Credit: NPG

The demand for artificial tissues is high owing to a shortage of donor organs, but developing such tissues for clinical applications is challenging. Anthony Atala and colleagues have now made substantial progress in 3D printing of tissues of clinically relevant size and structural integrity by interlacing microchannels, thus improving survival of the embedded cells.

The custom designed Integrated Tissue and Organ Printing (ITOP) system consists of a sophisticated nozzle system with a resolution of 2–50 μm that deposits cell-laden hydrogels together with biodegradable polymers. The cell matrix — consisting of gelatin, fibrinogen, hyaluronic acid and glycerol — is optimized to promote cell survival and differentiation whilst providing support and uniform dispersion. Mechanical shape and strength is provided by poly(ɛ-caprolactone) polymers, which were chosen for their low melting temperature, and an external Pluronic F-127 layer. After printing, the addition of a thrombin solution induces crosslinking of the fibrinogen and the unlinked components, including the bio-incompatible Pluronic F-127 layer, are then washed away. Different printing patterns based on the placement of the polymer were developed and were aimed at achieving either a stable structure or protection against external load. To accurately shape the tissue constructs, CT or MRI data were used as input to drive a motion-generating software program.

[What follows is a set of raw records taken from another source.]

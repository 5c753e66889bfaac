use ndarray::{s, Array1};

use crate::error::BuildError;
use crate::outcomes::OutcomeRange;

//##########################################################
// Struct
//##########################################################

/// Probability mass function over a contiguous range of integer
/// outcomes. `values[i]` is P[X = outcomes.value_of(i)].
#[derive(Debug, Clone, PartialEq)]
pub struct Pmf {
    pub values: Array1<f64>,
    pub outcomes: OutcomeRange,
}

//##########################################################
// Impls
//##########################################################

impl Pmf {
    /// Normalize non-negative weights into a pmf whose first outcome
    /// is `first`.
    pub fn from_weights(
        first: u32,
        weights: impl IntoIterator<Item = f64>,
    ) -> Result<Self, BuildError> {
        let mut values: Array1<f64> = Array1::from_iter(weights);
        if values.is_empty() {
            return Err(BuildError::Empty);
        }

        let has_negative = values.iter().any(|x| *x < 0.0);
        if has_negative {
            return Err(BuildError::NegativeValue);
        }

        let sum: f64 = values.sum();
        if sum == 0.0 {
            return Err(BuildError::ZeroSum);
        }

        values.mapv_inplace(|x| x / sum);
        let outcomes = OutcomeRange::new(first, values.len());

        Ok(Self { values, outcomes })
    }

    /// Number of outcomes.
    pub fn len(&self) -> usize {
        self.values.len()
    }

    /// Is empty
    pub fn is_empty(&self) -> bool {
        self.values.is_empty()
    }

    pub fn outcomes(&self) -> OutcomeRange {
        self.outcomes
    }

    /// Get P[X = x] if `x` is a possible outcome; otherwise None.
    pub fn prob(&self, x: u32) -> Option<f64> {
        self.outcomes
            .index_of(x)
            .and_then(|i| self.values.get(i))
            .copied()
    }

    /// Enumerate all probabilities in outcome order.
    pub fn values(&self) -> impl Iterator<Item = &f64> + '_ {
        self.values.iter()
    }

    /// Enumerate all (outcome, probability) pairs.
    pub fn enumerate(&self) -> impl Iterator<Item = (u32, f64)> + '_ {
        self.outcomes.iter().zip(self.values.iter().copied())
    }

    /// Total mass. Exactly what is left after trimming.
    pub fn total(&self) -> f64 {
        self.values.sum()
    }

    /// Largest probability, 0 for an empty pmf.
    pub fn max(&self) -> f64 {
        self.values
            .iter()
            .fold(0.0, |acc, &x| if x > acc { x } else { acc })
    }

    /// Position of the largest probability. Ties go to the leftmost.
    pub fn argmax(&self) -> Option<usize> {
        let mut best: Option<(usize, f64)> = None;
        for (i, &p) in self.values.iter().enumerate() {
            match best {
                Some((_, b)) if p <= b => {}
                _ => best = Some((i, p)),
            }
        }
        best.map(|(i, _)| i)
    }

    pub fn mean(&self) -> f64 {
        self.enumerate().map(|(x, p)| x as f64 * p).sum()
    }

    pub fn variance(&self) -> f64 {
        let mean = self.mean();
        self.enumerate()
            .map(|(x, p)| p * (x as f64 - mean).powi(2))
            .sum()
    }

    pub fn std_dev(&self) -> f64 {
        self.variance().sqrt()
    }

    /// Distribution of `X + Y` for independent `X ~ self`, `Y ~ rhs`:
    /// `r[k] = Σ_j a[j] · b[k − j]`.
    pub fn convolve(&self, rhs: &Pmf) -> Pmf {
        if self.is_empty() || rhs.is_empty() {
            return Pmf {
                values: Array1::zeros(0),
                outcomes: OutcomeRange::new(
                    self.outcomes.first() + rhs.outcomes.first(),
                    0,
                ),
            };
        }

        let size = self.len() + rhs.len() - 1;
        let mut values = Array1::zeros(size);
        for (i, a) in self.values.iter().enumerate() {
            for (j, b) in rhs.values.iter().enumerate() {
                values[i + j] += a * b;
            }
        }

        let first = self.outcomes.first() + rhs.outcomes.first();
        Pmf {
            values,
            outcomes: OutcomeRange::new(first, size),
        }
    }

    /// Keep positions `lo..=hi`, cutting outcomes and probabilities
    /// in lockstep.
    pub fn window(&self, lo: usize, hi: usize) -> Pmf {
        let outcomes = self.outcomes.window(lo, hi);
        if outcomes.is_empty() {
            return Pmf {
                values: Array1::zeros(0),
                outcomes,
            };
        }
        let values = self.values.slice(s![lo..lo + outcomes.len()]).to_owned();
        Pmf { values, outcomes }
    }
}

#[cfg(test)]
mod tests {
    use super::*;

    #[test]
    fn test_from_weights_normalizes() {
        let pmf = Pmf::from_weights(1, vec![1.0, 1.0, 2.0]).unwrap();
        assert_eq!(pmf.len(), 3);
        assert!((pmf.total() - 1.0).abs() < 1e-12);
        assert_eq!(pmf.prob(3), Some(0.5));
        assert_eq!(pmf.prob(4), None);
    }

    #[test]
    fn test_from_weights_rejects_bad_input() {
        assert_eq!(
            Pmf::from_weights(1, Vec::<f64>::new()),
            Err(BuildError::Empty)
        );
        assert_eq!(
            Pmf::from_weights(1, vec![0.0, 0.0]),
            Err(BuildError::ZeroSum)
        );
        assert_eq!(
            Pmf::from_weights(1, vec![0.5, -0.5, 1.0]),
            Err(BuildError::NegativeValue)
        );
    }

    #[test]
    fn test_convolve_two_coins() {
        // Outcomes 0/1 with equal weight: the sum is 0, 1, 2 w.p. 1/4, 1/2, 1/4.
        let coin = Pmf::from_weights(0, vec![1.0, 1.0]).unwrap();
        let sum = coin.convolve(&coin);

        assert_eq!(sum.outcomes(), OutcomeRange::new(0, 3));
        let expected = [0.25, 0.5, 0.25];
        for (got, want) in sum.values().zip(expected.iter()) {
            assert!((got - want).abs() < 1e-12);
        }
        assert!((sum.mean() - 1.0).abs() < 1e-12);
        assert!((sum.variance() - 0.5).abs() < 1e-12);
    }

    #[test]
    fn test_window_cuts_in_lockstep() {
        let pmf =
            Pmf::from_weights(4, vec![1.0, 2.0, 3.0, 2.0, 1.0]).unwrap();
        let window = pmf.window(1, 3);
        assert_eq!(window.len(), 3);
        assert_eq!(window.outcomes().first(), 5);
        assert_eq!(window.prob(6), pmf.prob(6));
        assert!(window.total() < 1.0);
        assert_eq!(pmf.argmax(), Some(2));
    }
}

“The most significant finding is the ability to maintain cell viability in a large tissue construct, possibly larger than any that have been produced by 3D printing technology thus far,” explains Daniel Grande, who is not an author on this study. Indeed, the maximum diffusion distance of nutrients and oxygen is just 100–200 μm, which considerably limits the size of tissue constructs and thus their clinical applicability. Atala explains that the ITOP system overcomes these challenges by printing microchannels that enable nutrients and oxygen to diffuse into the artificial tissues and keep the cells alive whilst the tissues develop their own system of blood vessels.

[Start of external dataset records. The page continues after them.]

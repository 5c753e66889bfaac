use crate::actions::{self, Action};
use crate::cache::Cache;
use crate::effects::{self, Effect};
use crate::store::Store;

pub struct State {
    pub store: Store,
    pub cache: Cache,
    action_queue: Vec<Action>,
    effect_queue: Vec<Effect>,
}

impl State {
    pub fn new(store: Store) -> Self {
        Self {
            store,
            cache: Cache::new(),
            action_queue: Vec::new(),
            effect_queue: Vec::new(),
        }
    }

    pub fn dispatch(&mut self, action: Action) {
        self.action_queue.push(action);
    }

    pub fn flush_actions(&mut self) {
        let actions = std::mem::take(&mut self.action_queue);
        for action in actions {
            let mut effects = actions::update(&mut self.store, action);
            self.effect_queue.append(&mut effects);
        }
    }

    pub fn flush_effects(&mut self) {
        let effects = std::mem::take(&mut self.effect_queue);
        for effect in effects {
            effects::run(&mut self.store, effect);
        }
    }
}

#[cfg(test)]
mod tests {
    use super::*;
    use crate::settings::Settings;
    use dice::{Face, presets};
    use rand::SeedableRng;
    use rand::rngs::StdRng;

    #[test]
    fn test_actions_wait_for_flush() {
        let store = Store::with_rng(
            Settings::default(),
            presets::FAIR,
            2,
            StdRng::seed_from_u64(5),
        );
        let mut state = State::new(store);
        state.dispatch(Action::ToggleLock {
            face: Face::new(6).unwrap(),
        });
        state.dispatch(Action::StepDice { delta: 1 });
        assert_eq!(*state.store.dice.get(), 2);

        state.flush_actions();
        assert_eq!(*state.store.dice.get(), 3);
        assert!(state.store.model.get().is_locked(Face::new(6).unwrap()));
    }

    #[test]
    fn test_effects_run_after_actions() {
        let dir = tempfile::tempdir().unwrap();
        let path = dir.path().join("state.json");
        let store = Store::with_rng(
            Settings::default(),
            presets::VALLEY,
            5,
            StdRng::seed_from_u64(5),
        );
        let mut state = State::new(store);

        state.dispatch(Action::SaveToFile { path: path.clone() });
        state.flush_actions();
        assert!(!path.exists());

        state.flush_effects();
        assert!(path.exists());
        assert!(state.store.error_message.is_none());
    }
}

...the ITOP system overcomes previous limitations in tissue size, shape, structural integrity, cell survival and vascularization of bioprinted tissue constructs

As a proof of principle, the authors generated mandible and calvarial bone structures, ear cartilage and skeletal muscle. All tissues showed blood vessel infiltration and tissue formation at the centre of the constructs both in vitro and in vivo — much more than acellular scaffolds. Clinical–sized mandible constructs loaded with human amniotic fluid-derived stem cells showed >90% cell viability 1 day after printing and calcium deposition after 28-day culture in osteogenic conditions. Orthotopic implantation of similar calvarial bone constructs in rats showed better vascularization and bone tissue formation after 5 months, compared with the scaffold alone. To test complex shapes, a human-shaped ear was reconstructed based on CT scans. The implanted rabbit ear cartilage cells showed appropriate differentiation and cartilage deposition after 5-week chondrogenic culture. Ectopic transplantation of the 3D-printed ear in athymic mice for 2 months revealed maintenance of ear shape, cartilage deposition, cell differentiation and improvement of material strength, which suggest in vivo maturation of the construct.

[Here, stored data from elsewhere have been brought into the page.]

use serde::{Deserialize, Serialize};

/// Contiguous run of integer outcomes, mapped to positions `0..len`.
///
/// The sum of `n` dice always lands in `[n, 6n]`, so labels never need
/// a hash map: the index of an outcome is its distance from `first`.
#[derive(
    Debug, Clone, Copy, PartialEq, Eq, Hash, Serialize, Deserialize,
)]
pub struct OutcomeRange {
    first: u32,
    len: usize,
}

impl OutcomeRange {
    pub fn new(first: u32, len: usize) -> Self {
        Self { first, len }
    }

    /// All sums reachable with `dice` six-sided dice.
    pub fn for_dice(dice: u32) -> Self {
        Self::new(dice, 5 * dice as usize + 1)
    }

    pub fn len(&self) -> usize {
        self.len
    }
    pub fn is_empty(&self) -> bool {
        self.len == 0
    }

    pub fn first(&self) -> u32 {
        self.first
    }

    /// Last outcome, or `None` for an empty range.
    pub fn last(&self) -> Option<u32> {
        self.len
            .checked_sub(1)
            .map(|offset| self.first + offset as u32)
    }

    pub fn contains(&self, x: u32) -> bool {
        self.index_of(x).is_some()
    }

    pub fn index_of(&self, x: u32) -> Option<usize> {
        let offset = x.checked_sub(self.first)? as usize;
        (offset < self.len).then_some(offset)
    }
    pub fn value_of(&self, i: usize) -> Option<u32> {
        (i < self.len).then(|| self.first + i as u32)
    }

    pub fn iter(&self) -> impl Iterator<Item = u32> + '_ {
        (0..self.len).map(move |i| self.first + i as u32)
    }

    /// Sub-range covering positions `lo..=hi`.
    pub fn window(&self, lo: usize, hi: usize) -> Self {
        let hi = hi.min(self.len.saturating_sub(1));
        if self.is_empty() || lo > hi {
            return Self::new(self.first, 0);
        }
        Self::new(self.first + lo as u32, hi - lo + 1)
    }
}

#[cfg(test)]
mod tests {
    use super::*;

    #[test]
    fn test_range_for_dice_spans_n_to_6n() {
        let range = OutcomeRange::for_dice(3);
        assert_eq!(range.len(), 16);
        assert_eq!(range.first(), 3);
        assert_eq!(range.last(), Some(18));
        assert_eq!(range.index_of(3), Some(0));
        assert_eq!(range.index_of(18), Some(15));
        assert_eq!(range.index_of(2), None);
        assert_eq!(range.index_of(19), None);
        assert_eq!(range.value_of(15), Some(18));
        assert_eq!(range.value_of(16), None);
    }

    #[test]
    fn test_window_is_inclusive() {
        let range = OutcomeRange::for_dice(2);
        let window = range.window(2, 5);
        assert_eq!(window.iter().collect::<Vec<_>>(), vec![4, 5, 6, 7]);
        assert!(range.window(5, 2).is_empty());
    }
}
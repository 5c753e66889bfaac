#![cfg(not(target_arch = "wasm32"))]

use crate::create_app;

/// Entry point used by the native executable.
pub fn run() -> eframe::Result<()> {
    let native_options = eframe::NativeOptions::default();

    eframe::run_native(
        "Central Limit Theorem",
        native_options,
        Box::new(|cc| Ok(Box::new(create_app(cc)))),
    )
}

Thus, the ITOP system overcomes previous limitations in tissue size, shape, structural integrity, cell survival and vascularization of bioprinted tissue constructs. “Although it is certainly a step in the right direction, the lack of material characterization might hamper clinical translation,” warns Grande. At this point, it is not yet clear whether the material is safe enough to be implanted in humans. To overcome these issues, the research group led by Atala is currently focusing on the production of tissues for human application, in addition to optimizing the technique to build more complex tissues and solid organs involving several cell types.